:: DATA FOR THE TASK
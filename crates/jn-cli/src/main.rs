use clap::Parser;
use jn::{Cli, run};

fn main() {
    // Reset SIGPIPE to default behavior to prevent panic on broken pipe
    // (e.g., when piping to `head` or `less` that exits early)
    #[cfg(unix)]
    reset_sigpipe();

    let cli = Cli::parse();

    match run(cli) {
        Ok(code) => std::process::exit(code),
        Err(e) => {
            jn::output::error(&format!("{:#}", e));
            std::process::exit(1);
        }
    }
}

#[cfg(unix)]
fn reset_sigpipe() {
    unsafe {
        libc::signal(libc::SIGPIPE, libc::SIG_DFL);
    }
}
::::
● DIRECTIONS
Each line that contains the word "process" adds to the total; give the total for the material and nothing else.

● ANSWER TO THE PROBLEM
2